US to announce Nexperia chip shipments from China to resume

    • The move is likely to ease worries about chip shipments that had threatened auto production in Europe and elsewhere amid a broader trade fight pitting China against the US and its allies that had roiled markets.
    • The move is likely to ease worries about chip shipments that had threatened auto production in Europe and elsewhere amid a broader trade fight pitting China against the US and its allies that had roiled markets. PHOTO: BLOOMBERG
    Published Sat, Nov 1, 2025 · 08:05 AM

    [WASHINGTON] The US is set to announce that Nexperia, a Dutch semiconductor company with facilities in China, will resume shipping chips, according to a person familiar with the matter, following a trade pact agreed to by US President Donald Trump and China’s President Xi Jinping at their summit this week.

    The Trump administration is expected to detail the move in a fact sheet being prepared on the US-China trade deal, the person said, speaking on condition of anonymity to discuss a matter not yet public. News of the agreement on Nexperia was first reported by The Wall Street Journal

    The move is likely to ease worries about chip shipments that had threatened auto production in Europe and elsewhere amid a broader trade fight pitting China against the US and its allies that had roiled markets.

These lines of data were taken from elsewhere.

//! IndieAuth client library
//!
//! Lets a web application sign users in with a URL they control and, when
//! asked, obtain a Micropub access token for that URL.
//!
//! # Architecture
//!
//! - `auth`: endpoint discovery, `state` handling, and the two-phase handshake
//! - `server`: axum host wiring the handshake to routes and cookie sessions
//! - `config`: configuration management and validation
//! - `error`: error types and result aliases
//! - `cli`: command-line interface definition
//!
//! # Example
//!
//! ```no_run
//! use std::sync::Arc;
//! use indieauth_client::auth::http::ReqwestHttpClient;
//! use indieauth_client::{Config, IndieAuthClient, MemorySession};
//!
//! #[tokio::main]
//! async fn main() -> anyhow::Result<()> {
//!     let config = Config::default();
//!     config.validate()?;
//!
//!     let http = Arc::new(ReqwestHttpClient::from_config(&config.http)?);
//!     let client = IndieAuthClient::new(http, config.client.clone());
//!
//!     let mut session = MemorySession::default();
//!     let redirect = client
//!         .start_authentication(&mut session, "alice.example", "http://127.0.0.1:5000/callback/authenticate", None)
//!         .await?;
//!     println!("{}", redirect.location);
//!     Ok(())
//! }
//! ```

pub mod auth;
pub mod cli;
pub mod config;
pub mod error;
pub mod server;

// Re-export commonly used types
pub use auth::{AuthResult, CallbackParams, EndpointSet, IndieAuthClient, MemorySession, SessionStore};
pub use config::Config;
pub use error::{IndieAuthError, Result};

    Beijing this month blocked Nexperia, a key supplier of chips used by the automotive and consumer electronics industries, from exporting from its facilities in China. The move was in response to the Dutch government seizing control of the Chinese-owned chipmaker and highlighted worsening trade relations between China and the West. 

    Carmakers around the world have been bracing for production cuts or all-out stoppages as a consequence of the export freeze. Europe’s auto industry has been working around the clock to prevent the conflict from triggering production outages, and suppliers have been reining in production of components for major automakers such as Volkswagen and BMW. 

    Last week, the largest vehicle supplier association in the US warned that the American auto industry was two-to-four weeks away from production stoppages, and Ford Motor’s chief executive called it an “industry-wide issue” in need of a political solution.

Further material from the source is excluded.